Lines holding the string "PathBuf" in the listing below are to be copied.

## Given data
== == ==

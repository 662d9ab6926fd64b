//! Database schema and connection management

use crate::config::DatabaseConfig;
use crate::error::{Result, SelectionError};
use rusqlite::Connection;
use std::path::{Path, PathBuf};
use tracing::{debug, info};

/// Resolved location of the database plus the credentials it was configured with.
///
/// Holds no open connection: every store operation calls [`Database::connect`]
/// and drops the connection when it returns.
#[derive(Debug, Clone)]
pub struct Database {
    path: PathBuf,
    username: String,
}

impl Database {
    /// Resolve the configured URL. Does not touch the filesystem.
    pub fn new(config: &DatabaseConfig) -> Result<Self> {
        let path = Self::resolve_url(&config.url)?;
        Ok(Self {
            path,
            username: config.username.clone(),
        })
    }

    /// Accepts `sqlite://path`, `sqlite:path` or a bare path.
    fn resolve_url(url: &str) -> Result<PathBuf> {
        let raw = url
            .strip_prefix("sqlite://")
            .or_else(|| url.strip_prefix("sqlite:"))
            .unwrap_or(url)
            .trim();

        // In-memory databases would vanish between per-operation connections
        if raw.is_empty() || raw == ":memory:" || raw.contains("mode=memory") {
            return Err(SelectionError::InvalidDatabaseUrl {
                url: url.to_string(),
            });
        }
        Ok(PathBuf::from(raw))
    }

    pub fn path(&self) -> &Path {
        &self.path
    }

    /// Open a fresh connection with foreign keys enforced.
    pub fn connect(&self) -> Result<Connection> {
        let conn = Connection::open(&self.path)?;
        conn.execute_batch("PRAGMA foreign_keys = ON")?;
        Ok(conn)
    }

    /// Create the database and both tables if they are missing. Safe to run on every startup.
    pub fn initialize(&self) -> Result<()> {
        info!(path = %self.path.display(), user = %self.username, "initializing database");
        self.ensure_database()?;
        self.ensure_tables()
    }

    fn ensure_database(&self) -> Result<()> {
        if let Some(parent) = self.path.parent() {
            if !parent.as_os_str().is_empty() {
                std::fs::create_dir_all(parent)?;
            }
        }
        // Opening creates the file when absent
        self.connect()?;
        Ok(())
    }

    fn ensure_tables(&self) -> Result<()> {
        let conn = self.connect()?;

        conn.execute(
            "CREATE TABLE IF NOT EXISTS Player (
                id INTEGER PRIMARY KEY AUTOINCREMENT,
                name VARCHAR(10) NOT NULL CHECK (length(name) <= 10),
                domesticTeam VARCHAR(255) NOT NULL,
                average INTEGER NOT NULL DEFAULT 0
            )",
            [],
        )?;

        conn.execute(
            "CREATE TABLE IF NOT EXISTS Score (
                id INTEGER PRIMARY KEY AUTOINCREMENT,
                score INTEGER NOT NULL,
                playerId INTEGER NOT NULL,
                FOREIGN KEY (playerId) REFERENCES Player(id)
            )",
            [],
        )?;

        // Speeds up the cascade in delete_player
        conn.execute(
            "CREATE INDEX IF NOT EXISTS idx_score_player ON Score(playerId)",
            [],
        )?;

        debug!("schema ready");
        Ok(())
    }
}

== == ==

## Response area
use std::path::{Path, PathBuf};
    path: PathBuf,
    fn resolve_url(url: &str) -> Result<PathBuf> {
        Ok(PathBuf::from(raw))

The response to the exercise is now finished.